▶ _Data_:
☆ ☆ ☆ ☆

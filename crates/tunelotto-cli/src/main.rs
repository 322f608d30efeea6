//! TuneLotto CLI - Command-line interface for music bingo tickets
//!
//! This binary generates ticket batches from a track list, re-validates
//! batch files and checks track lists before generation.

use std::process::ExitCode;

use clap::{Parser, Subcommand};
use tracing_subscriber::layer::SubscriberExt;
use tracing_subscriber::util::SubscriberInitExt;
use tracing_subscriber::EnvFilter;

use tunelotto_cli::commands;
use tunelotto_cli::commands::generate::GenerateOptions;

/// TuneLotto - Music Bingo Ticket Generator
#[derive(Parser)]
#[command(name = "tunelotto")]
#[command(author, version, about, long_about = None)]
#[command(propagate_version = true)]
struct Cli {
    /// Log engine decisions to stderr (overrides RUST_LOG)
    #[arg(short, long, global = true)]
    verbose: bool,

    #[command(subcommand)]
    command: Commands,
}

#[derive(Subcommand)]
enum Commands {
    /// Generate a batch of tickets from a track list
    Generate {
        /// Track list, one title per line (`-` for stdin)
        #[arg(short, long)]
        input: String,

        /// Number of tickets to generate
        #[arg(short, long, default_value_t = 10)]
        count: usize,

        /// Seed for reproducible batches (random when omitted)
        #[arg(short, long)]
        seed: Option<u32>,

        /// Generator config file (JSON)
        #[arg(long)]
        config: Option<String>,

        /// Write the batch file here
        #[arg(short, long)]
        output: Option<String>,

        /// Output machine-readable JSON diagnostics (no colored output)
        #[arg(long)]
        json: bool,

        /// Generate even if the track list has fewer than 90 entries
        #[arg(long)]
        allow_partial: bool,
    },

    /// Validate a batch file written by `generate --output`
    Validate {
        /// Path to the batch file (`-` for stdin)
        #[arg(short, long)]
        batch: String,

        /// Output machine-readable JSON diagnostics (no colored output)
        #[arg(long)]
        json: bool,
    },

    /// Check whether a track list is ready for generation
    Check {
        /// Track list, one title per line (`-` for stdin)
        #[arg(short, long)]
        input: String,

        /// Output machine-readable JSON diagnostics (no colored output)
        #[arg(long)]
        json: bool,
    },
}

fn init_tracing(verbose: bool) {
    let filter = if verbose {
        EnvFilter::new("debug")
    } else {
        EnvFilter::try_from_default_env().unwrap_or_else(|_| EnvFilter::new("warn"))
    };
    tracing_subscriber::registry()
        .with(filter)
        .with(tracing_subscriber::fmt::layer().with_writer(std::io::stderr))
        .init();
}

fn main() -> ExitCode {
    let cli = Cli::parse();
    init_tracing(cli.verbose);

    let result = match cli.command {
        Commands::Generate {
            input,
            count,
            seed,
            config,
            output,
            json,
            allow_partial,
        } => {
            let options = GenerateOptions {
                input,
                count,
                seed,
                config,
                output,
                allow_partial,
            };
            commands::generate::run(&options, json)
        }
        Commands::Validate { batch, json } => commands::validate::run(&batch, json),
        Commands::Check { input, json } => commands::check::run(&input, json),
    };

    match result {
        Ok(code) => code,
        Err(e) => {
            eprintln!("{}: {}", colored::Colorize::red("error"), e);
            ExitCode::from(1)
        }
    }
}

☆ ☆ ☆ ☆

▶ _Problem requirements_: From the records above, copy every line that holds the word "match".

▶ _Answer_:
    let result = match cli.command {
    match result {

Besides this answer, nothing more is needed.